Let's say an aircraft carrier enters the danger zone in the morning. Who is stopping his crew from performing pre-flight preparation at night, refueling and equipping aircraft for a priority mission and preparing them for departure? Nobody. But in the morning, when the aircraft carrier entered the conflict zone, its aircraft are ready for battle, and now it is only necessary to find the forces of the enemy fleet. Duty patrols rise, electronic warfare aircraft detect suspicious activity in square "Alpha 12". Patrol "Hawkeye", which had previously observed the radio silence, turns on its "saucer" and sees an enemy naval strike group, covered by several land-based fighters 800 km from the aircraft carrier. Preparations for the attack begin immediately. But what is it? The attack plan is being finalized, the flight mission is specified for the pilots, and the planes are completing pre-flight training. What does it mean? Well, for example, aviation ammunition has 2 degrees of protection, let's call them (sorry for not knowing the terminology) a fuse and a check. After removing the rocket from the fuse, it will be enough to pull the tape attached to the check and the rocket will be ready for use. Incidentally, this was precisely the reason for the tragedy on the Forrestal - not wanting to fiddle with the fuse on the upper deck, the crew preferred to cock it in the ammunition storage. And the check … well - the check? The wind blew harder, the ribbon sailed, the check jumped out, the rocket got into a combat platoon. And then - static discharge and accidental start. If everything had been carried out according to the instructions, the rocket would have been on safety and nothing would have happened, but … the instructions were not followed.
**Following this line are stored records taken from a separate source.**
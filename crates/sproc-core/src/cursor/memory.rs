//! Cursor over rows that are already in memory

use crate::{AsyncCursor, Cursor, CursorSchema, ProcError, Result, ResultCursor, Value};
use async_trait::async_trait;
use std::collections::VecDeque;
use tokio_util::sync::CancellationToken;

/// Forward-only cursor over buffered rows.
///
/// Useful when a result has already been materialized, and as a stand-in
/// transport in tests. Rows shorter than the schema read as out of range.
#[derive(Debug, Clone, Default)]
pub struct MemoryCursor {
    schema: CursorSchema,
    pending: VecDeque<Vec<Value>>,
    current: Option<Vec<Value>>,
    fetches: usize,
}

impl MemoryCursor {
    pub fn new(schema: CursorSchema, rows: Vec<Vec<Value>>) -> Self {
        Self {
            schema,
            pending: rows.into(),
            current: None,
            fetches: 0,
        }
    }

    /// Number of advance calls that reached the cursor
    pub fn fetch_count(&self) -> usize {
        self.fetches
    }

    /// Rows not yet fetched
    pub fn remaining(&self) -> usize {
        self.pending.len()
    }

    fn step(&mut self) -> bool {
        self.fetches += 1;
        self.current = self.pending.pop_front();
        self.current.is_some()
    }
}

impl ResultCursor for MemoryCursor {
    fn schema(&self) -> &CursorSchema {
        &self.schema
    }

    fn value(&self, ordinal: usize) -> Result<&Value> {
        let row = self.current.as_ref().ok_or(ProcError::NoCurrentRow)?;
        row.get(ordinal).ok_or(ProcError::OrdinalOutOfRange {
            ordinal,
            count: row.len(),
        })
    }
}

impl Cursor for MemoryCursor {
    fn advance(&mut self) -> Result<bool> {
        Ok(self.step())
    }
}

#[async_trait]
impl AsyncCursor for MemoryCursor {
    async fn advance_async(&mut self, cancel: &CancellationToken) -> Result<bool> {
        if cancel.is_cancelled() {
            return Err(ProcError::Cancelled);
        }
        Ok(self.step())
    }
}

#[cfg(test)]
mod tests {
    use super::*;
    use pretty_assertions::assert_eq;

    fn two_rows() -> MemoryCursor {
        MemoryCursor::new(
            CursorSchema::new(["id", "name"]),
            vec![
                vec![Value::Int64(1), Value::String("a".into())],
                vec![Value::Int64(2), Value::Null],
            ],
        )
    }

    #[test]
    fn test_reads_rows_in_order() {
        let mut cursor = two_rows();
        assert!(matches!(cursor.value(0), Err(ProcError::NoCurrentRow)));

        assert!(cursor.advance().unwrap());
        assert_eq!(cursor.value(0).unwrap(), &Value::Int64(1));
        assert_eq!(cursor.value_by_name("NAME").unwrap(), &Value::String("a".into()));

        assert!(cursor.advance().unwrap());
        assert!(cursor.is_null(1).unwrap());

        assert!(!cursor.advance().unwrap());
        assert!(!cursor.advance().unwrap());
        assert_eq!(cursor.fetch_count(), 4);
    }

    #[test]
    fn test_ordinal_out_of_range() {
        let mut cursor = two_rows();
        cursor.advance().unwrap();
        assert!(matches!(
            cursor.value(5),
            Err(ProcError::OrdinalOutOfRange { ordinal: 5, count: 2 })
        ));
        assert!(matches!(
            cursor.value_by_name("missing"),
            Err(ProcError::ColumnNotFound(_))
        ));
    }

    #[tokio::test]
    async fn test_async_advance_observes_cancellation() {
        let mut cursor = two_rows();
        let token = CancellationToken::new();
        assert!(cursor.advance_async(&token).await.unwrap());

        token.cancel();
        let err = cursor.advance_async(&token).await.unwrap_err();
        assert!(err.is_cancelled());
        assert_eq!(cursor.fetch_count(), 1);
    }
}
However, feel the difference - planes do not need to be refueled - they are already refueled. There is no need to hang weapons on airplanes - they are already on them. All you need to do is to cock the fuses and pull out the checks … The preparation time for departure is minimized. I suppose it will not be a mistake to say that the "remnants" of the pre-flight preparation of a group of 30-35 planes described by me will take an hour, at most an hour and a half (this is if you have to change something, add some weapons).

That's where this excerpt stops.